====== Given entries ======
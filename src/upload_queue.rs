//! Disk-backed, at-least-once media upload queue.
//!
//! A process-wide FIFO of [`MediaUpload`] records. Enqueueing writes nothing new to disk
//! (the Store already wrote the file); this queue only tracks *which* files are pending and
//! drives the single upload worker.

use std::collections::{BTreeMap, VecDeque};
use std::path::PathBuf;
use std::sync::Arc;
use std::time::Duration;

use tokio::sync::{Mutex, Notify};
use tracing::warn;

use crate::relay::{Outcome, RelayClient};
use crate::shutdown::ShutdownSignal;
use crate::types::MediaUpload;

pub struct UploadQueue {
    relay: Option<Arc<RelayClient>>,
    queue: Mutex<VecDeque<MediaUpload>>,
    notify: Notify,
}

impl UploadQueue {
    /// Build the queue, performing the startup BFS recovery scan over each configured key's
    /// `queue/` directory: each key's pending files are sorted by line id, then interleaved
    /// round-robin across keys so no single key's backlog can starve the others.
    pub fn new(data_dir: PathBuf, keys: Vec<String>, relay: Option<Arc<RelayClient>>) -> Self {
        let mut per_key: BTreeMap<String, Vec<(i64, PathBuf)>> = BTreeMap::new();

        for key in &keys {
            let dir = data_dir.join(key).join("queue");
            let Ok(entries) = std::fs::read_dir(&dir) else {
                continue;
            };

            let mut files = Vec::new();
            for entry in entries.flatten() {
                let name = entry.file_name();
                let Some(name) = name.to_str() else { continue };
                if let Some(line_id) = parse_media_filename(name) {
                    files.push((line_id, entry.path()));
                }
            }

            if !files.is_empty() {
                files.sort_by_key(|(id, _)| *id);
                per_key.insert(key.clone(), files);
            }
        }

        let mut queue = VecDeque::new();
        let max_len = per_key.values().map(|v| v.len()).max().unwrap_or(0);
        for i in 0..max_len {
            for (key, files) in &per_key {
                if let Some((line_id, path)) = files.get(i) {
                    queue.push_back(MediaUpload {
                        key: key.clone(),
                        stream_id: String::new(),
                        line_id: *line_id,
                        path: path.clone(),
                    });
                }
            }
        }

        Self {
            relay,
            queue: Mutex::new(queue),
            notify: Notify::new(),
        }
    }

    pub async fn enqueue(&self, item: MediaUpload) {
        let mut queue = self.queue.lock().await;
        queue.push_back(item);
        self.notify.notify_one();
    }

    /// Drop every pending upload for `key` (the in-memory side of a stream reset; the caller
    /// is responsible for recreating the on-disk queue directory).
    pub async fn drain_key(&self, key: &str) {
        let mut queue = self.queue.lock().await;
        queue.retain(|item| item.key != key);
    }

    pub async fn len(&self) -> usize {
        self.queue.lock().await.len()
    }

    pub async fn is_empty(&self) -> bool {
        self.len().await == 0
    }

    /// Run the single upload worker until `stop` fires and the queue drains.
    pub async fn run_worker(&self, mut stop: ShutdownSignal) {
        loop {
            let item = {
                let mut queue = self.queue.lock().await;
                queue.pop_front()
            };

            match item {
                Some(item) => self.upload_one(item).await,
                None => {
                    if stop.is_set() {
                        return;
                    }
                    tokio::select! {
                        _ = self.notify.notified() => {}
                        _ = stop.cancelled() => {}
                        _ = tokio::time::sleep(Duration::from_millis(500)) => {}
                    }
                }
            }
        }
    }

    async fn upload_one(&self, item: MediaUpload) {
        if !tokio::fs::try_exists(&item.path).await.unwrap_or(false) {
            return;
        }

        if let Some(relay) = &self.relay {
            match tokio::fs::read(&item.path).await {
                Ok(bytes) => {
                    let outcome = relay.upload_media(&item.key, item.line_id, bytes).await;
                    match outcome {
                        Outcome::Ok => {}
                        Outcome::Conflict => {
                            warn!(key = %item.key, line_id = item.line_id, "relay reported conflict for media upload")
                        }
                        Outcome::Rejected(status) => {
                            warn!(key = %item.key, line_id = item.line_id, status, "relay rejected media upload")
                        }
                        Outcome::Unreachable => {
                            warn!(key = %item.key, line_id = item.line_id, "relay unreachable for media upload")
                        }
                    }
                }
                Err(err) => warn!(key = %item.key, line_id = item.line_id, %err, "failed to read queued media file"),
            }
        }

        // At-least-once, best-effort: the file is removed regardless of HTTP outcome. The
        // transcript line is the system of record; a lost upload is logged, not retried.
        if let Err(err) = tokio::fs::remove_file(&item.path).await {
            warn!(key = %item.key, line_id = item.line_id, %err, "failed to remove uploaded media file");
        }
    }

    /// Give in-flight enqueues a moment to settle, then poll until the queue drains or the
    /// deadline elapses.
    pub async fn wait_for_uploads(&self, timeout: Duration) {
        tokio::time::sleep(Duration::from_secs(3)).await;

        let deadline = tokio::time::Instant::now() + timeout;
        while !self.is_empty().await {
            if tokio::time::Instant::now() > deadline {
                warn!("timed out waiting for uploads to finish");
                return;
            }
            tokio::time::sleep(Duration::from_millis(500)).await;
        }
    }
}

fn parse_media_filename(name: &str) -> Option<i64> {
    name.strip_prefix("media_")?
        .strip_suffix(".bin")?
        .parse()
        .ok()
}

#[cfg(test)]
mod tests {
    use super::*;

    #[test]
    fn parses_valid_media_filenames() {
        assert_eq!(parse_media_filename("media_10.bin"), Some(10));
        assert_eq!(parse_media_filename("media_0.bin"), Some(0));
        assert_eq!(parse_media_filename("not_media.bin"), None);
        assert_eq!(parse_media_filename("media_abc.bin"), None);
    }

    #[tokio::test]
    async fn bfs_startup_recovery_interleaves_across_keys() {
        let dir = tempfile::tempdir().unwrap();
        for (key, ids) in [("A", vec![10, 11, 12]), ("B", vec![5])] {
            let queue_dir = dir.path().join(key).join("queue");
            std::fs::create_dir_all(&queue_dir).unwrap();
            for id in ids {
                std::fs::write(queue_dir.join(format!("media_{id}.bin")), b"x").unwrap();
            }
        }

        let queue = UploadQueue::new(
            dir.path().to_path_buf(),
            vec!["A".to_owned(), "B".to_owned()],
            None,
        );

        let mut order = Vec::new();
        {
            let mut q = queue.queue.lock().await;
            while let Some(item) = q.pop_front() {
                order.push((item.key.clone(), item.line_id));
            }
        }

        assert_eq!(
            order,
            vec![
                ("A".to_owned(), 10),
                ("B".to_owned(), 5),
                ("A".to_owned(), 11),
                ("A".to_owned(), 12),
            ]
        );
    }

    #[tokio::test]
    async fn drain_key_removes_only_matching_items() {
        let dir = tempfile::tempdir().unwrap();
        let queue = UploadQueue::new(dir.path().to_path_buf(), vec![], None);
        queue
            .enqueue(MediaUpload {
                key: "A".into(),
                stream_id: "s".into(),
                line_id: 1,
                path: dir.path().join("a.bin"),
            })
            .await;
        queue
            .enqueue(MediaUpload {
                key: "B".into(),
                stream_id: "s".into(),
                line_id: 2,
                path: dir.path().join("b.bin"),
            })
            .await;

        queue.drain_key("A").await;
        assert_eq!(queue.len().await, 1);
    }

    #[tokio::test]
    async fn upload_worker_deletes_file_after_best_effort_attempt() {
        let dir = tempfile::tempdir().unwrap();
        let path = dir.path().join("media_1.bin");
        tokio::fs::write(&path, b"payload").await.unwrap();

        let queue = UploadQueue::new(dir.path().to_path_buf(), vec![], None);
        queue
            .enqueue(MediaUpload {
                key: "A".into(),
                stream_id: "s".into(),
                line_id: 1,
                path: path.clone(),
            })
            .await;

        let (shutdown, signal) = crate::shutdown::Shutdown::new();
        shutdown.trigger();
        queue.run_worker(signal).await;

        assert!(!tokio::fs::try_exists(&path).await.unwrap());
    }
}
/// Initialize structured JSON logging.
///
/// Defaults to `info` level unless overridden by `RELAYWATCHER_LOG`.
pub fn init() {
    use tracing_subscriber::EnvFilter;
    use tracing_subscriber::layer::SubscriberExt;
    use tracing_subscriber::util::SubscriberInitExt;

    let filter = EnvFilter::builder()
        .with_env_var("RELAYWATCHER_LOG")
        .with_default_directive(tracing::level_filters::LevelFilter::INFO.into())
        .from_env_lossy();

    let _ = tracing_subscriber::registry()
        .with(filter)
        .with(
            tracing_subscriber::fmt::layer()
                .json()
                .with_current_span(true)
                .with_span_list(true),
        )
        .try_init();
}

#[cfg(test)]
mod tests {
    use super::*;

    #[test]
    fn init_is_idempotent() {
        init();
        init();
    }
}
======
## The task
Restate word for word the lines above, beginning at the first one and ending at the line that carries "use tracing::warn;".

## Answer
filename src/upload_queue.rs
//! Disk-backed, at-least-once media upload queue.
//!
//! A process-wide FIFO of [`MediaUpload`] records. Enqueueing writes nothing new to disk
//! (the Store already wrote the file); this queue only tracks *which* files are pending and
//! drives the single upload worker.

use std::collections::{BTreeMap, VecDeque};
use std::path::PathBuf;
use std::sync::Arc;
use std::time::Duration;

use tokio::sync::{Mutex, Notify};
use tracing::warn;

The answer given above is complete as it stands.